EXERCISE OBJECTIVE: Scan the lines below for the string "bool" and copy every one that has it.

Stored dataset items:
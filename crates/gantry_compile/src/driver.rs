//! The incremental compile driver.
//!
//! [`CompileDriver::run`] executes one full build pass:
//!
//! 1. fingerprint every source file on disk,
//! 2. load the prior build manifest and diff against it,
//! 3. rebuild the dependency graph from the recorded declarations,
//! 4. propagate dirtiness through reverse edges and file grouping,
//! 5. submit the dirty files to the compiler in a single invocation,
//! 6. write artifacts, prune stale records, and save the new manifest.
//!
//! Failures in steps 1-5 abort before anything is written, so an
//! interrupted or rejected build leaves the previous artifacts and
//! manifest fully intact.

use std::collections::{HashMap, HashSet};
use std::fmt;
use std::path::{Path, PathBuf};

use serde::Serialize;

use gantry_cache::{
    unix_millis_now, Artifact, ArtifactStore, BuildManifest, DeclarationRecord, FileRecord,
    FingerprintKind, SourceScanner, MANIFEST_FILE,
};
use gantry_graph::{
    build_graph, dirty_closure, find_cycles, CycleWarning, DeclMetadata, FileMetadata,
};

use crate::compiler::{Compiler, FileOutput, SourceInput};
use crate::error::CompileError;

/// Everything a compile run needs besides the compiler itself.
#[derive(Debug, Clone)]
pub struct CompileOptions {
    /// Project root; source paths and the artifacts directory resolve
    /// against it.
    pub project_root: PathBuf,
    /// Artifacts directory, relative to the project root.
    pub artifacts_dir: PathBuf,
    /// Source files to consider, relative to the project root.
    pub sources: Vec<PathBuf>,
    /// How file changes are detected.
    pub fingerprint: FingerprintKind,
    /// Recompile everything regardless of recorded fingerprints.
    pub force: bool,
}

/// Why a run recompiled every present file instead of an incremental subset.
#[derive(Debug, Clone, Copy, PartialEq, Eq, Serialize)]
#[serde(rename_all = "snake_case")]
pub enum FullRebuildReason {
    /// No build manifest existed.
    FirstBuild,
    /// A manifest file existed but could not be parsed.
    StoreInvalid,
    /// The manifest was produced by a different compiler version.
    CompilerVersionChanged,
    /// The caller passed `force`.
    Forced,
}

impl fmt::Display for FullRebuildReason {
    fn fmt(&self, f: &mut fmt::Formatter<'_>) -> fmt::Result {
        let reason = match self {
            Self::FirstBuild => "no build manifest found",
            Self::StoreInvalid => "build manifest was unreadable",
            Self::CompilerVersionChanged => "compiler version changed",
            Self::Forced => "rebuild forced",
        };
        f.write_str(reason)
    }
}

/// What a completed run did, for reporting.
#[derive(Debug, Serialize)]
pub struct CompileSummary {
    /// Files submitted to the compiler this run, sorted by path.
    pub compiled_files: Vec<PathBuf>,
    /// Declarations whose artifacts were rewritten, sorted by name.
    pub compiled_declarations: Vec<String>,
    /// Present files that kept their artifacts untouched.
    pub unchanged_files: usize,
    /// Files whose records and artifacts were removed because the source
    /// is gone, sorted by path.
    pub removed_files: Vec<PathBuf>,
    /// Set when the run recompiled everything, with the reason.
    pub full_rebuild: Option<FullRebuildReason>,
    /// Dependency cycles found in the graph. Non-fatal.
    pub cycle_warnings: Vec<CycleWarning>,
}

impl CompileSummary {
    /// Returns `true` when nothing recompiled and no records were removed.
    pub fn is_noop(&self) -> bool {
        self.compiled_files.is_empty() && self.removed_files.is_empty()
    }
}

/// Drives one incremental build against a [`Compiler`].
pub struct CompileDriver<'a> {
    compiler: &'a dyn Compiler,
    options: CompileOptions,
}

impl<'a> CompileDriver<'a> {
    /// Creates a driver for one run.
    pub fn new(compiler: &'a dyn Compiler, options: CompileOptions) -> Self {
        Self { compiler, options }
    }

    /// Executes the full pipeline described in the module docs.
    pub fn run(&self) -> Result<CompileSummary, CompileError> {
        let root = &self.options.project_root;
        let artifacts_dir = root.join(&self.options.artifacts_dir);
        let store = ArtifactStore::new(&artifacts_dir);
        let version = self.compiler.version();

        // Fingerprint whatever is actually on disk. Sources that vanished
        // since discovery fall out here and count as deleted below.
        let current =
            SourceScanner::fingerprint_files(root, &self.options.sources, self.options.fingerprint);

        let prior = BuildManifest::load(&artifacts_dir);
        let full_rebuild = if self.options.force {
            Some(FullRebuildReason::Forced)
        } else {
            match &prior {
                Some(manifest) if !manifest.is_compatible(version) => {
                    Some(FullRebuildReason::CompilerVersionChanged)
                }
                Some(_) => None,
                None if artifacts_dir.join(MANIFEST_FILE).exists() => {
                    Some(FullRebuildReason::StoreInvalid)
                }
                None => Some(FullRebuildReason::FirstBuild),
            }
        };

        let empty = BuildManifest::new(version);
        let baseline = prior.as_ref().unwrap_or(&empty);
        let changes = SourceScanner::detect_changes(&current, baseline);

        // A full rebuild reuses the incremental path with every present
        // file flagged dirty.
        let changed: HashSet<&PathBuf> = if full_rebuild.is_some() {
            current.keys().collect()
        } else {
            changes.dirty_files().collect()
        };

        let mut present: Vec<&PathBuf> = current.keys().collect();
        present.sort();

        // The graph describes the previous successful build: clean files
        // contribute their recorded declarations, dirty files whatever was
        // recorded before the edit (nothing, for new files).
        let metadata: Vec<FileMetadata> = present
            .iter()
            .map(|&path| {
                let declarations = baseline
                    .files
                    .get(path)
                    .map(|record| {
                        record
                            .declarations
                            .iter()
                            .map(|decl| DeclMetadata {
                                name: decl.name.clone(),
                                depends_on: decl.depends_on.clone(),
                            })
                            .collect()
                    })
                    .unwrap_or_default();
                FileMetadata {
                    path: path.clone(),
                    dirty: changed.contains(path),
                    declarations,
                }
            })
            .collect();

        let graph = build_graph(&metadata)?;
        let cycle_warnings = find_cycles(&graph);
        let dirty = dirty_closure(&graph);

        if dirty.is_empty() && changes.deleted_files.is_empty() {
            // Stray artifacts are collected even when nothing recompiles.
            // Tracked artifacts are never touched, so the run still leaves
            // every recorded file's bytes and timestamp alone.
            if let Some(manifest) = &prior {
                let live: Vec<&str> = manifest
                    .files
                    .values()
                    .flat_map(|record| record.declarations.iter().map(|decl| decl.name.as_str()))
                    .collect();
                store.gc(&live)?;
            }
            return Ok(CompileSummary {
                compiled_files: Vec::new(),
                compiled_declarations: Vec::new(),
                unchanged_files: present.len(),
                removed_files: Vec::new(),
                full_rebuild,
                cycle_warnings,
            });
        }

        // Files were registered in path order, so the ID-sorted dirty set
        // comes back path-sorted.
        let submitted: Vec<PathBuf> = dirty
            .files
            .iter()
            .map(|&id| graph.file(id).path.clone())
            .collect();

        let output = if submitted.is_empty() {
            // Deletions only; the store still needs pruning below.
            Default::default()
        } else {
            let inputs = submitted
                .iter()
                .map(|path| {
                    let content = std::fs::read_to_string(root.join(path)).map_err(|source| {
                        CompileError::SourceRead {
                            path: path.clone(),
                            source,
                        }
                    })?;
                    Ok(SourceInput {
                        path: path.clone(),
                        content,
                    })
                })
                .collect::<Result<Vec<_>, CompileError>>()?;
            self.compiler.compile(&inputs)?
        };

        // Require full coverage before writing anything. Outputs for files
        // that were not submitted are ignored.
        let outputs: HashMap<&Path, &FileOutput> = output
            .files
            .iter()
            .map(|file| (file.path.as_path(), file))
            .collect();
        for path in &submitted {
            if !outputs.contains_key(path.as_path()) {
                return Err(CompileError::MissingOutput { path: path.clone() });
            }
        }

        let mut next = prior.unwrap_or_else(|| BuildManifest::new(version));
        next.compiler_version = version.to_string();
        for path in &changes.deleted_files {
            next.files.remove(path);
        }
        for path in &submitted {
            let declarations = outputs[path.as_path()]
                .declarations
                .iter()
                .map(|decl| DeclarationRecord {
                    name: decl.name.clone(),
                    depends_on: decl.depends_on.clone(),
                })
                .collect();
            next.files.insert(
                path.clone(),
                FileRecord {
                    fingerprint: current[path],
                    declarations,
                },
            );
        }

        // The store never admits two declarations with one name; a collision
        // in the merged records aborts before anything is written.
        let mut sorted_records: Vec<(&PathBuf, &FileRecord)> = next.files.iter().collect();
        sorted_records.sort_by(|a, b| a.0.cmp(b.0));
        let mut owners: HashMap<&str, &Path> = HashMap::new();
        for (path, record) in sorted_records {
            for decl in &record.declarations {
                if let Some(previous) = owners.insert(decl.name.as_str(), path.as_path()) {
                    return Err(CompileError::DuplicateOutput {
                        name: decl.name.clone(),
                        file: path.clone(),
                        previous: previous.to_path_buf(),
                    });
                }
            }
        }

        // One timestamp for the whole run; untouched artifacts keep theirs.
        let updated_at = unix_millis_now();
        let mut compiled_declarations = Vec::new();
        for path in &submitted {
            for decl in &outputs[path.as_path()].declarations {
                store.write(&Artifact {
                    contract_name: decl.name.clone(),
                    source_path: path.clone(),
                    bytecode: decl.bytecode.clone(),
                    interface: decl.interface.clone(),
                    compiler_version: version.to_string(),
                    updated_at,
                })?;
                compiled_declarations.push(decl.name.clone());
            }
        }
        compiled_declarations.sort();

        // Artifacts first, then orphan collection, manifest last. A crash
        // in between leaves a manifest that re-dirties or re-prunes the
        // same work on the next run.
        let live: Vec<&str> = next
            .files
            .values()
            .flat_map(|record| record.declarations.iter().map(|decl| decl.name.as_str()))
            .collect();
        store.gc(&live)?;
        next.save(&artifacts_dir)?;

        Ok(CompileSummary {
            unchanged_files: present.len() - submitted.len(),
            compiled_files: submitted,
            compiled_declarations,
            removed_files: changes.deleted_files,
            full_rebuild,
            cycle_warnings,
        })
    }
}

ANSWER TO THIS TASK:
    pub force: bool,
    pub fn is_noop(&self) -> bool {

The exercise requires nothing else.